Were Slaves "God's Ghostwriters?"

 

 Now may the Lord of peace himself give you peace at all times in all ways. 

The Lord be with all of you.  I, Paul, write this greeting with my own hand. This is the mark in every letter of mine; it is the way I write. 

The grace of our Lord Jesus Christ be with all of you.

2 Thessalonians 3: 16-18 NRSVue 

Along the way I've been straightforward about my Christian convictions -- mainly that I'm a Trinitarian, Easter kind of guy in my theology.
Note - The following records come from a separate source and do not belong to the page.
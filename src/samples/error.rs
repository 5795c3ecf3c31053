// Copyright (C) 2026 Michael Wilson <mike@mdwn.dev>
//
// This program is free software: you can redistribute it and/or modify it under
// the terms of the GNU General Public License as published by the Free Software
// Foundation, version 3.
//
// This program is distributed in the hope that it will be useful, but WITHOUT
// ANY WARRANTY; without even the implied warranty of MERCHANTABILITY or FITNESS
// FOR A PARTICULAR PURPOSE. See the GNU General Public License for more details.
//
// You should have received a copy of the GNU General Public License along with
// this program. If not, see <https://www.gnu.org/licenses/>.
//
use std::path::PathBuf;

/// Error types for sample loading
#[derive(Debug, thiserror::Error)]
pub enum SampleError {
    #[error("IO error reading {path}: {source}")]
    Io {
        path: PathBuf,
        source: std::io::Error,
    },

    #[error("Audio decode error: {0}")]
    Decode(#[from] symphonia::core::errors::Error),

    #[error("No audio track found")]
    NoTrack,

    #[error("Sample rate not specified")]
    UnknownSampleRate,

    #[error("Sample contains no audio")]
    Empty,

    #[error("Decode task failed: {0}")]
    Task(#[from] tokio::task::JoinError),
}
I am inclined to a certain wariness when I hear someone described as a "progressive" Christian, in part because it sounds a trifle arrogant and also because it can mean that it is a faith stance that has moved away from the extraordinary and improbable movement that began 2.000 years ago after a Palestinian Jew was executed by the Roman empire. The very existence of Christianity as a world faith is a miracle.

This said, I really appreciate the theologians and writers who push me to think beyond conventional assumptions about gender and inclusion, patriarchy and institutionalism, caring for Creation.  I've found that women have often been most provocative and thought-provoking in this regard and most of the books I've read and chosen for study groups in recent years are written by women scholars. 
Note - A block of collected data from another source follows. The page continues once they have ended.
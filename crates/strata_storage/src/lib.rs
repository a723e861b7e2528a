// Copyright (c) Microsoft Corporation.
// Licensed under the MIT License.

#![cfg_attr(coverage_nightly, feature(coverage_attribute))]
#![cfg_attr(docsrs, feature(doc_cfg))]

//! Cache backend over a synchronous key/value storage.
//!
//! [`StorageCache`] namespaces its keys inside a shared [`KeyValueStorage`] and
//! stores each entry as a JSON `[value, expiry]` pair. Construction probes the
//! storage with a throwaway write and fails with
//! [`ErrorKind::BackendUnavailable`](strata_tier::ErrorKind::BackendUnavailable)
//! when it is unusable.
//!
//! Storages:
//!
//! - [`MemoryStorage`] lives as long as the process, like a browser session storage.
//! - [`FileStorage`] persists to a JSON file, like a browser local storage.

pub mod builder;
mod cache;
mod file;
mod memory;
mod storage;

#[doc(inline)]
pub use builder::StorageCacheBuilder;
#[doc(inline)]
pub use cache::{NAMESPACE_PREFIX, StorageCache};
#[doc(inline)]
pub use file::FileStorage;
#[doc(inline)]
pub use memory::MemoryStorage;
#[doc(inline)]
pub use storage::{KeyValueStorage, StorageError, StorageErrorKind};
Recently I heard about a new book called God's Ghostwriters: Enslaved Christians and the Making of the Bible by Professor Candida Moss, a New Testament scholar. Moss  contends that those who actually physically wrote some of the letters of Paul could have been slaves. We find within certain letters that the apostle Paul used scribes to write down what he was dictating. He makes a point of saying, for emphasis, that he had written with his own hand at the conclusion of a letter to the church in Thessalonica. At the conclusion of Romans a scribe offers "I Tertius, who wrote this epistle, salute you in the Lord."
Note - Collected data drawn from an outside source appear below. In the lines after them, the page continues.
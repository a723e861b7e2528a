// Copyright (c) Microsoft Corporation.
// Licensed under the MIT License.

#![cfg_attr(coverage_nightly, feature(coverage_attribute))]
#![cfg_attr(docsrs, feature(doc_cfg))]

//! Tiered, TTL-aware key/value caching.
//!
//! Every backend implements the [`Cache`] contract from `strata_tier`: string
//! keys, per-entry lifetimes expressed as a [`Ttl`], and reads that never serve
//! an expired entry. Backends can be used on their own or composed into a
//! [`ChainCache`], which reads fastest tier first and copies values found in
//! slower tiers into the faster ones.
//!
//! # Backends
//!
//! | Backend | Feature | Persistence |
//! |---------|---------|-------------|
//! | [`MemoryCache`] | `memory` (default) | none |
//! | `StorageCache` | `storage` | a synchronous key/value storage |
//! | `DurableCache` | `durable` | an asynchronous object store |
//!
//! # Quick start
//!
//! ```
//! use std::time::Duration;
//!
//! use strata::{Cache, ChainCache, DynamicCacheExt, MemoryCache, Ttl};
//! use tick::ClockControl;
//!
//! # futures::executor::block_on(async {
//! let control = ClockControl::new();
//! let fast = MemoryCache::<u64>::builder(control.to_clock()).build();
//! let slow = MemoryCache::<u64>::builder(control.to_clock()).build();
//!
//! let cache = ChainCache::builder()
//!     .tier(fast.into_dynamic())
//!     .tier(slow.into_dynamic())
//!     .default_lifetime(Duration::from_secs(30))
//!     .build()
//!     .unwrap();
//!
//! cache.set("answer", 42, Ttl::After(Duration::from_secs(10))).await.unwrap();
//! assert_eq!(cache.get("answer").await.unwrap(), Some(42));
//!
//! control.advance(Duration::from_secs(10));
//! assert_eq!(cache.get("answer").await.unwrap(), None);
//! # });
//! ```
//!
//! # Telemetry
//!
//! Chain operations are reported through [`CacheTelemetry`](telemetry::CacheTelemetry)
//! as `tracing` events. Enable the `metrics` feature to also count them on an
//! OpenTelemetry meter.

pub mod builder;
mod chain;
pub mod telemetry;

#[doc(inline)]
pub use builder::ChainCacheBuilder;
#[doc(inline)]
pub use chain::ChainCache;
#[cfg(feature = "durable")]
#[cfg_attr(docsrs, doc(cfg(feature = "durable")))]
#[doc(inline)]
pub use strata_durable::{Database, DurableCache, DurableCacheBuilder, MemoryDatabase, ObjectStore};
#[cfg(feature = "memory")]
#[cfg_attr(docsrs, doc(cfg(feature = "memory")))]
#[doc(inline)]
pub use strata_memory::{MemoryCache, MemoryCacheBuilder};
#[cfg(feature = "storage")]
#[cfg_attr(docsrs, doc(cfg(feature = "storage")))]
#[doc(inline)]
pub use strata_storage::{FileStorage, KeyValueStorage, MemoryStorage, StorageCache, StorageCacheBuilder};
#[doc(inline)]
pub use strata_tier::{
    Cache, CacheExt, CacheSync, DynamicCache, DynamicCacheExt, Error, ErrorKind, Expiry, NullCache, Result, Ttl,
    ValueRepresentation,
};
Candida Moss argues that in the ancient world some slaves would be taught to read and write specifically for the purpose of acting as scribes. While their role was to record what was being said accurately they may well have included personal flourishes. 

Is this revelatory scholarship or outlandish conjecture? The reviews I've read find the book intriguing and this is certainly something that has never occurred to me, even though I learned about Paul's use of scribes back in seminary days. 

Obviously, there is so much more that could be said about Moss's theory and we would need to read the book to find out what led her to these conclusions (yes I'm mightily tempted to buy it). In the end, it's worthwhile to see a subject in a different light.